An airline placing an order for an A320 or 737 now will have a decade to wait for delivery.

Instead EMBRAER keep themselves locked in the regional jet market and are lucky to get 80 orders a year.

trhway•9mo ago
It is a very complicated product. Whole countries like Russia and China are trying to build even somewhat smaller modern jets and basically haven't been able so far.

And for "national jet" the task is easy as you can allow some inefficiencies. For a pure commercial jet product like EMBRAER would supposedly build, it must be a topline on all KPIs otherwise some ROI numbers over 10-20 years would project it to be several percent worse than Boeing/Airbus, and the airlines wouldn't buy it.

tpm•9mo ago
Look what happened when Bombardier tried to do something similar. Brazilian market is too small to accomodate that and other markets will try to protected their own aircraft industry, if they have one.

https://en.wikipedia.org/wiki/Airbus_A220#Boeing_dumping_pet...

richardatlarge•9mo ago
The first fault that bedeviled the MAX was the compliance and safety bodies. They built what turned out to be a trap for corporate executives, and Boeing flew right into it
metalman•9mo ago
first of all, Boeing does not exist as the company the created the truely great airliners that they were known for...747's the current compsny is the result of Boeing buying/merging with Macdonald Douglas and then having the Mac Doug executives perform an internal coup, and oust the manager/engineers from Boeing Second, the 737 max was designed partialy in Russia, not that there is anything wrong with rusdian aviation engineering, but that the russians worked cheap, and boeing set up a campus there,the issues bieng that it's non engineering managers running dirrerent teams, who dont speak the same language, and the old way, where the engineers worked directly with each other and the factory floor in real time, was lost. Three, the software was also out sourced to India, or some of it, and lo there you have it, a management frenzy, oooooooo, I bet it sure is busy busy busy, memo storms, and brisk self congradulaotory got it done's and fourth, Boeing moved head office to be as close to the pentagon and the faa as possible in order to concentrate on what they saw as important
karmakaze•8mo ago
This isn't the kind of technical post I'd expect to see on HN. There's not much details on the MCAS[0]. It wasn't only for the 737 Max to be cheap to make, it was up to MCAS to make it so current 737(NG) pilots could fly them without extensive retraining. This is where multiple things went wrong, basically MCAS is lying to the pilots pretending to be a plane it's not, and unfortunately relying on a single AOA sensor that it bases those lies upon.
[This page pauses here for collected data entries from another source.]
use std::path::PathBuf;
use std::time::Duration;

use agentrelay_core::config::AppConfig;
use clap::{Parser, Subcommand};

/// Chat shell that launches the local AgentRelay worker and streams its runs.
#[derive(Parser, Debug)]
#[command(version, about, long_about = None, author)]
pub struct Cli {
    /// Address the worker binds to
    #[arg(long, global = true)]
    pub host: Option<String>,

    /// Port the worker is asked to listen on
    #[arg(long, global = true)]
    pub port: Option<u16>,

    /// Start the worker without network access to the model provider
    #[arg(long, global = true)]
    pub offline: bool,

    /// Let the worker accept unauthenticated runs
    #[arg(long, global = true)]
    pub allow_guest: bool,

    /// Run without any UI, only the worker and its logs
    #[arg(long, visible_alias = "no-ui", global = true)]
    pub headless: bool,

    /// Executable used to launch the worker (defaults to $AGENTRELAY_WORKER, then python)
    #[arg(long, alias = "python", value_name = "PATH", global = true)]
    pub worker: Option<PathBuf>,

    /// Script passed to the worker executable ahead of its arguments
    #[arg(long, value_name = "PATH", global = true)]
    pub entrypoint: Option<PathBuf>,

    /// Path to the session file (defaults to the platform data directory)
    #[arg(long, env = "AGENTRELAY_STORE", value_name = "PATH", global = true)]
    pub store: Option<PathBuf>,

    /// Path to the configuration file (TOML format)
    #[arg(long, env = "AGENTRELAY_CONFIG", value_name = "PATH", global = true)]
    pub config: Option<PathBuf>,

    /// Seconds to wait for the worker to report readiness
    #[arg(long, default_value = "30", global = true)]
    pub ready_timeout: u64,

    /// Subcommands
    #[command(subcommand)]
    pub command: Option<Commands>,
}

impl Cli {
    /// Layer command-line flags over a loaded configuration.
    pub fn apply_overrides(&self, config: &mut AppConfig) {
        let runtime = &mut config.runtime;
        if let Some(host) = &self.host {
            runtime.host.clone_from(host);
        }
        if let Some(port) = self.port {
            runtime.port = port;
        }
        runtime.offline |= self.offline;
        runtime.allow_guest |= self.allow_guest;
        runtime.headless |= self.headless;
        if let Some(worker) = &self.worker {
            runtime.worker_executable_path = Some(worker.clone());
        }
        if let Some(entrypoint) = &self.entrypoint {
            config.worker.entrypoint = Some(entrypoint.clone());
        }
        if let Some(store) = &self.store {
            config.store.path = Some(store.clone());
        }
    }

    pub fn ready_timeout(&self) -> Duration {
        Duration::from_secs(self.ready_timeout)
    }
}

#[derive(Subcommand, Debug, Clone, PartialEq, Eq)]
pub enum Commands {
    /// Launch the worker and forward its output until interrupted (default)
    Serve {
        /// Emit worker events as JSON lines
        #[arg(long)]
        json: bool,
    },
    /// Send one message and stream the reply to stdout
    Send {
        /// Message text
        prompt: String,
        /// Session to send into (ID or unique prefix); defaults to the active session
        #[arg(long)]
        session: Option<String>,
        /// Always start a new session
        #[arg(long, conflicts_with = "session")]
        new: bool,
        /// Emit run updates as JSON lines instead of plain text
        #[arg(long)]
        json: bool,
    },
    /// Query the worker's status endpoint
    Status {
        /// Print the raw status document as JSON
        #[arg(long)]
        json: bool,
    },
    /// Manage the DeepSeek provider settings held by the worker
    Settings {
        #[command(subcommand)]
        action: SettingsCommands,
    },
    /// Session management commands
    Session {
        #[command(subcommand)]
        session_command: SessionCommands,
    },
}

#[derive(Subcommand, Debug, Clone, PartialEq, Eq)]
pub enum SettingsCommands {
    /// Show the current settings
    Show,
    /// Update the API key and/or base URL
    Set {
        #[arg(long)]
        api_key: Option<String>,
        #[arg(long)]
        base_url: Option<String>,
    },
    /// Clear all stored settings
    Reset,
}

#[derive(Subcommand, Debug, Clone, PartialEq, Eq)]
pub enum SessionCommands {
    /// List all sessions
    List,
    /// Create a new session and make it active
    Create {
        /// Session title
        #[arg(default_value = "New chat")]
        title: String,
    },
    /// Show a session and its messages
    Show {
        /// Session ID (or unique prefix) to show
        session_id: String,
    },
    /// Rename a session
    Rename {
        session_id: String,
        title: String,
    },
    /// Make a session the active one
    Select {
        session_id: String,
    },
    /// Delete a session
    Delete {
        /// Session ID (or unique prefix) to delete
        session_id: String,
        /// Force deletion without confirmation
        #[arg(long)]
        force: bool,
    },
}

#[cfg(test)]
mod tests {
    use super::*;
    use agentrelay_core::config::DEFAULT_PORT;

    fn parse(args: &[&str]) -> Cli {
        Cli::try_parse_from(std::iter::once("agentrelay").chain(args.iter().copied())).unwrap()
    }

    #[test]
    fn no_subcommand_means_serve() {
        let cli = parse(&[]);
        assert_eq!(cli.command, None);
        assert_eq!(cli.ready_timeout(), Duration::from_secs(30));
    }

    #[test]
    fn no_ui_is_an_alias_for_headless() {
        assert!(parse(&["--no-ui"]).headless);
        let cli = parse(&["serve", "--headless", "--json"]);
        assert!(cli.headless);
        assert_eq!(cli.command, Some(Commands::Serve { json: true }));
    }

    #[test]
    fn python_is_an_alias_for_worker() {
        let cli = parse(&["--python", "/usr/bin/python3"]);
        assert_eq!(cli.worker, Some(PathBuf::from("/usr/bin/python3")));
    }

    #[test]
    fn flags_override_loaded_config() {
        let cli = parse(&[
            "--port",
            "6001",
            "--offline",
            "--entrypoint",
            "worker/main.py",
            "--store",
            "/tmp/sessions.json",
            "status",
        ]);
        let mut config = AppConfig::default();
        config.runtime.host = "0.0.0.0".to_string();
        cli.apply_overrides(&mut config);

        assert_eq!(config.runtime.host, "0.0.0.0");
        assert_eq!(config.runtime.port, 6001);
        assert!(config.runtime.offline);
        assert!(!config.runtime.allow_guest);
        assert_eq!(config.worker.entrypoint, Some(PathBuf::from("worker/main.py")));
        assert_eq!(config.store.path, Some(PathBuf::from("/tmp/sessions.json")));
        assert_eq!(cli.command, Some(Commands::Status { json: false }));
    }

    #[test]
    fn config_values_survive_when_flags_are_absent() {
        let mut config = AppConfig::default();
        config.runtime.offline = true;
        parse(&[]).apply_overrides(&mut config);
        assert!(config.runtime.offline);
        assert_eq!(config.runtime.port, DEFAULT_PORT);
    }

    #[test]
    fn send_rejects_session_with_new() {
        let result = Cli::try_parse_from(["agentrelay", "send", "hi", "--new", "--session", "abc"]);
        assert!(result.is_err());
    }

    #[test]
    fn settings_set_takes_both_fields() {
        let cli = parse(&[
            "settings",
            "set",
            "--api-key",
            "sk-1",
            "--base-url",
            "https://api.example.com",
        ]);
        assert_eq!(
            cli.command,
            Some(Commands::Settings {
                action: SettingsCommands::Set {
                    api_key: Some("sk-1".to_string()),
                    base_url: Some("https://api.example.com".to_string()),
                }
            })
        );
    }
}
The MCAS that's in 737 MAX today is different than what were the source of confusion and fatalities in the past. (e.g. Pilots can now always override MCAS inputs using the control column; MCAS can no longer command more stabilizer movement than the pilots can counteract by pulling back on the yoke). The whole idea isn't bad in itself, but the bean counters gleefully skimped to save too many beans in initial/early versions and there wasn't a culture where engineers could pull 'the brake' and blamelessly improve a bad situation.